Appeal from the Decree Entered July 22, 2025 In the Court of Common Pleas of Erie County Orphans' Court at No(s): 2025-A0055
BEFORE: BOWES, J., NICHOLS, J., and KING, J.
MEMORANDUM BY KING, J.: FILED: January 23, 2026
Appellant, A.C.G. (“Mother”), appeals from the decree entered in the
Erie County Court of Common Pleas, granting the petition of Appellee, the Erie
County Office of Children and Youth (“OCY”), for involuntary termination of
Mother’s parental rights to her minor child, R.J.-K.G.-G. (“Child”). We affirm.
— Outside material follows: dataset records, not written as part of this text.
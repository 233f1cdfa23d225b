//! The concrete RAG query-service topology.
//!
//! One table for query records, one bucket for artifacts, a worker
//! function running the retrieval/generation pipeline, an API function
//! behind a public URL, and the grants wiring them together.

use crate::config::StackConfig;
use crate::error::Result;
use crate::grant::ActionSet;
use crate::resource::{
    AuthMode, BucketSpec, FunctionSpec, FunctionUrlSpec, ImageCode, TableSpec,
};
use crate::stack::{StackBuilder, StackDocument};
use crate::validation::{ENV_BUCKET_NAME, ENV_TABLE_NAME, ENV_WORKER_NAME};

/// Logical id of the query record table.
pub const QUERY_TABLE_ID: &str = "rag-query-table";
/// Logical id of the artifact bucket.
pub const BUCKET_ID: &str = "rag-bucket";
/// Logical id of the worker function.
pub const WORKER_ID: &str = "rag-worker";
/// Logical id of the API function.
pub const API_ID: &str = "rag-api";
/// Logical id of the public entry point.
pub const API_URL_ID: &str = "rag-api-url";
/// Name of the deploy-time output carrying the entry point URL.
pub const FUNCTION_URL_OUTPUT: &str = "FunctionUrl";

/// Entry command for the worker handler inside the shared image.
const WORKER_HANDLER: &str = "app_work_handler.handler";
/// Entry command for the API handler inside the shared image.
const API_HANDLER: &str = "app_api_handler.handler";

/// Broad managed policy for the external AI model service. A prototyping
/// shortcut, not least privilege; building the document flags it.
const MODEL_SERVICE_POLICY: &str = "AmazonBedrockFullAccess";

/// Partition key attribute of the query record table.
pub const QUERY_ID_ATTRIBUTE: &str = "query_id";

/// Builds the desired-state document for the RAG query service.
///
/// Dependency order falls out of the token references: the stores are
/// leaves, the worker references both, the API references both plus the
/// worker's identity, and the URL references the API.
pub fn rag_stack(config: &StackConfig) -> Result<StackDocument> {
    let mut stack = StackBuilder::new(&config.stack_name);

    // Table storing the query data and results.
    let table = stack.add_table(QUERY_TABLE_ID, TableSpec::keyed_by(QUERY_ID_ATTRIBUTE));

    // Bucket storing the files the pipeline reads and writes.
    let bucket = stack.add_bucket(
        BUCKET_ID,
        BucketSpec {
            versioned: config.bucket_versioned,
            removal_policy: config.bucket_removal_policy,
        },
    );

    // Worker function runs the retrieval/generation logic. Same base
    // image as the API, selected by entry command.
    let worker = stack.add_function(
        WORKER_ID,
        FunctionSpec::new(ImageCode {
            directory: config.image_directory.clone(),
            cmd: vec![WORKER_HANDLER.to_string()],
            platform: config.architecture.platform(),
        })
        .with_memory_mb(config.worker.memory_mb)
        .with_timeout_secs(config.worker.timeout_secs)
        .with_architecture(config.architecture)
        .with_env(ENV_TABLE_NAME, table.reference())
        .with_env(ENV_BUCKET_NAME, bucket.reference()),
    );

    // API function handles HTTP requests and triggers the worker
    // asynchronously by the identity resolved here at declare time.
    let api = stack.add_function(
        API_ID,
        FunctionSpec::new(ImageCode {
            directory: config.image_directory.clone(),
            cmd: vec![API_HANDLER.to_string()],
            platform: config.architecture.platform(),
        })
        .with_memory_mb(config.api.memory_mb)
        .with_timeout_secs(config.api.timeout_secs)
        .with_architecture(config.architecture)
        .with_env(ENV_TABLE_NAME, table.reference())
        .with_env(ENV_BUCKET_NAME, bucket.reference())
        .with_env(ENV_WORKER_NAME, worker.reference()),
    );

    // Public URL for the API function. Unauthenticated by design;
    // callers poll the table for results rather than waiting on the worker.
    let url = stack.add_function_url(
        API_URL_ID,
        FunctionUrlSpec {
            function: api.clone(),
            auth: AuthMode::None,
        },
    );

    // Least-privilege grants wiring the resources together.
    stack.grant(&worker, &table, ActionSet::read_write());
    stack.grant(&api, &table, ActionSet::read_write());
    stack.grant(&worker, &bucket, ActionSet::read_write());
    stack.grant(&api, &bucket, ActionSet::read_write());
    stack.grant(&api, &worker, ActionSet::invoke());

    // Model service access for both functions.
    stack.attach_managed_policy(&worker, MODEL_SERVICE_POLICY);
    stack.attach_managed_policy(&api, MODEL_SERVICE_POLICY);

    // The URL is the one piece of deploy-time state an operator needs.
    stack.output(FUNCTION_URL_OUTPUT, url.reference());

    stack.build()
}

#[cfg(test)]
mod tests {
    use super::*;
    use crate::grant::Action;
    use crate::resource::{RemovalPolicy, ResourceKind};
    use crate::validation::StackWarning;

    #[test]
    fn test_topology_builds_with_defaults() {
        let doc = rag_stack(&StackConfig::default()).unwrap();
        assert_eq!(doc.resources.len(), 5);
        assert_eq!(doc.grants.len(), 5);
        assert_eq!(doc.managed_policies.len(), 2);
        assert_eq!(doc.outputs.len(), 1);
    }

    #[test]
    fn test_worker_precedes_api_in_deploy_order() {
        let doc = rag_stack(&StackConfig::default()).unwrap();
        let order = doc.deploy_order();
        let pos = |id: &str| order.iter().position(|o| o.as_str() == id).unwrap();
        assert!(pos(QUERY_TABLE_ID) < pos(WORKER_ID));
        assert!(pos(BUCKET_ID) < pos(WORKER_ID));
        assert!(pos(WORKER_ID) < pos(API_ID));
        assert!(pos(API_ID) < pos(API_URL_ID));
    }

    #[test]
    fn test_invoke_grant_is_one_directional() {
        let doc = rag_stack(&StackConfig::default()).unwrap();
        let api = doc.resource(API_ID).unwrap().token.clone();
        let worker = doc.resource(WORKER_ID).unwrap().token.clone();
        assert!(doc
            .grants
            .iter()
            .any(|g| g.allows(&api, &worker, Action::Invoke)));
        assert!(!doc
            .grants
            .iter()
            .any(|g| g.allows(&worker, &api, Action::Invoke)));
    }

    #[test]
    fn test_env_contract() {
        let doc = rag_stack(&StackConfig::default()).unwrap();
        for id in [WORKER_ID, API_ID] {
            let entry = doc.resource(id).unwrap();
            let crate::resource::ResourceSpec::Function(spec) = &entry.spec else {
                panic!("{} is not a function", id);
            };
            assert!(spec.environment.contains_key(ENV_TABLE_NAME));
            assert!(spec.environment.contains_key(ENV_BUCKET_NAME));
        }
        let crate::resource::ResourceSpec::Function(api) =
            &doc.resource(API_ID).unwrap().spec
        else {
            unreachable!()
        };
        assert_eq!(
            api.environment.get(ENV_WORKER_NAME).unwrap(),
            &doc.resource(WORKER_ID).unwrap().token.reference()
        );
    }

    #[test]
    fn test_default_build_flags_shortcuts() {
        let doc = rag_stack(&StackConfig::default()).unwrap();
        let warnings = doc.warnings();
        assert!(warnings
            .iter()
            .any(|w| matches!(w, StackWarning::DestructiveRemoval { .. })));
        assert!(warnings
            .iter()
            .any(|w| matches!(w, StackWarning::UnauthenticatedUrl { .. })));
        assert_eq!(
            warnings
                .iter()
                .filter(|w| matches!(w, StackWarning::OverBroadPolicy { .. }))
                .count(),
            2
        );
    }

    #[test]
    fn test_retain_policy_is_configurable() {
        let config = StackConfig {
            bucket_removal_policy: RemovalPolicy::Retain,
            ..StackConfig::default()
        };
        let doc = rag_stack(&config).unwrap();
        assert!(!doc
            .warnings()
            .iter()
            .any(|w| matches!(w, StackWarning::DestructiveRemoval { .. })));
        let crate::resource::ResourceSpec::Bucket(bucket) =
            &doc.resource(BUCKET_ID).unwrap().spec
        else {
            unreachable!()
        };
        assert_eq!(bucket.removal_policy, RemovalPolicy::Retain);
    }

    #[test]
    fn test_document_serializes() {
        let doc = rag_stack(&StackConfig::default()).unwrap();
        let json = doc.to_json().unwrap();
        assert!(json.contains(QUERY_ID_ATTRIBUTE));
        let kinds: Vec<ResourceKind> = doc.resources.iter().map(|r| r.kind()).collect();
        assert!(kinds.contains(&ResourceKind::FunctionUrl));
    }
}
The trial court opinion set forth relevant facts of this appeal as follows:
Child was born [in October] 2024. Child was removed by verbal request of OCY and subsequent Order for Verbal Authorization (Emergency Protective Custody) on October 11, 2024. Mother tested positive for benzodiazepines on a drug urine screen at the Child’s birth, and additionally had been admitted to Saint Vincent Hospital for an overdose and tested positive for benzodiazepines, cocaine, and opiates and refused referrals for services on August 22, 2024. Mother further was uncooperative in providing the agency her prescriptions and home address on October 10, 2024, preventing the agency from assuring the safety of the home. On October 10, 2024, the agency received a referral for Mother regarding concerns for parental behavior, health concerns, inadequate housing, and substance use by a J-S46032-25
parent. Child was adjudicated dependent on October 24, 2024. Mother’s Proposed Treatment Plan was as follows:
1. Submit to genetic testing to assist in establishing paternity.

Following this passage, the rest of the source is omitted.